_PROBLEM DESCRIPTION_
Please output each entry in the material beneath exactly as shown.

_PROVIDED DATA_
..........

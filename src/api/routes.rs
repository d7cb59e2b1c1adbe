use axum::{
    routing::{delete, get, post, put},
    Router,
};
use std::sync::Arc;
use tower_http::cors::CorsLayer;

use crate::storage::Storage;

use super::handlers::{
    create_profile, delete_profile, get_profile, health_check, list_leads, list_profiles,
    list_sections, list_testimonials, replace_sections, set_testimonial_approval, update_profile,
    AppState,
};
use super::stats::{daily_views, device_breakdown, top_referrers};

pub fn create_api_router(storage: Arc<dyn Storage>) -> Router {
    let state = Arc::new(AppState { storage });

    Router::new()
        .route("/health", get(health_check))
        .route("/profiles", post(create_profile))
        .route("/profiles", get(list_profiles))
        .route("/profiles/{slug}", get(get_profile))
        .route("/profiles/{slug}", put(update_profile))
        .route("/profiles/{slug}", delete(delete_profile))
        .route("/profiles/{slug}/sections", get(list_sections))
        .route("/profiles/{slug}/sections", put(replace_sections))
        .route("/profiles/{slug}/leads", get(list_leads))
        .route("/profiles/{slug}/testimonials", get(list_testimonials))
        .route(
            "/testimonials/{id}/approval",
            put(set_testimonial_approval),
        )
        .route("/profiles/{slug}/stats/daily", get(daily_views))
        .route("/profiles/{slug}/stats/devices", get(device_breakdown))
        .route("/profiles/{slug}/stats/referrers", get(top_referrers))
        .layer(CorsLayer::permissive())
        .with_state(state)
}
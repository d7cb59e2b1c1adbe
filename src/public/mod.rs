mod handlers;
mod routes;
mod vcard;

pub use routes::create_public_router;
pub use vcard::render_vcard;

..........

_EXERCISE SOLUTION_
filename src/api/routes.rs
repository d7cb59e2b1c1adbe
use axum::{
    routing::{delete, get, post, put},
    Router,
};
use std::sync::Arc;
use tower_http::cors::CorsLayer;

use crate::storage::Storage;

use super::handlers::{
    create_profile, delete_profile, get_profile, health_check, list_leads, list_profiles,
    list_sections, list_testimonials, replace_sections, set_testimonial_approval, update_profile,
    AppState,
};
use super::stats::{daily_views, device_breakdown, top_referrers};

pub fn create_api_router(storage: Arc<dyn Storage>) -> Router {
    let state = Arc::new(AppState { storage });

    Router::new()
        .route("/health", get(health_check))
        .route("/profiles", post(create_profile))
        .route("/profiles", get(list_profiles))
        .route("/profiles/{slug}", get(get_profile))
        .route("/profiles/{slug}", put(update_profile))
        .route("/profiles/{slug}", delete(delete_profile))
        .route("/profiles/{slug}/sections", get(list_sections))
        .route("/profiles/{slug}/sections", put(replace_sections))
        .route("/profiles/{slug}/leads", get(list_leads))
        .route("/profiles/{slug}/testimonials", get(list_testimonials))
        .route(
            "/testimonials/{id}/approval",
            put(set_testimonial_approval),
        )
        .route("/profiles/{slug}/stats/daily", get(daily_views))
        .route("/profiles/{slug}/stats/devices", get(device_breakdown))
        .route("/profiles/{slug}/stats/referrers", get(top_referrers))
        .layer(CorsLayer::permissive())
        .with_state(state)
}
repository d7cb59e2b1c1adbe
filename src/public/mod.rs
mod handlers;
mod routes;
mod vcard;

pub use routes::create_public_router;
pub use vcard::render_vcard;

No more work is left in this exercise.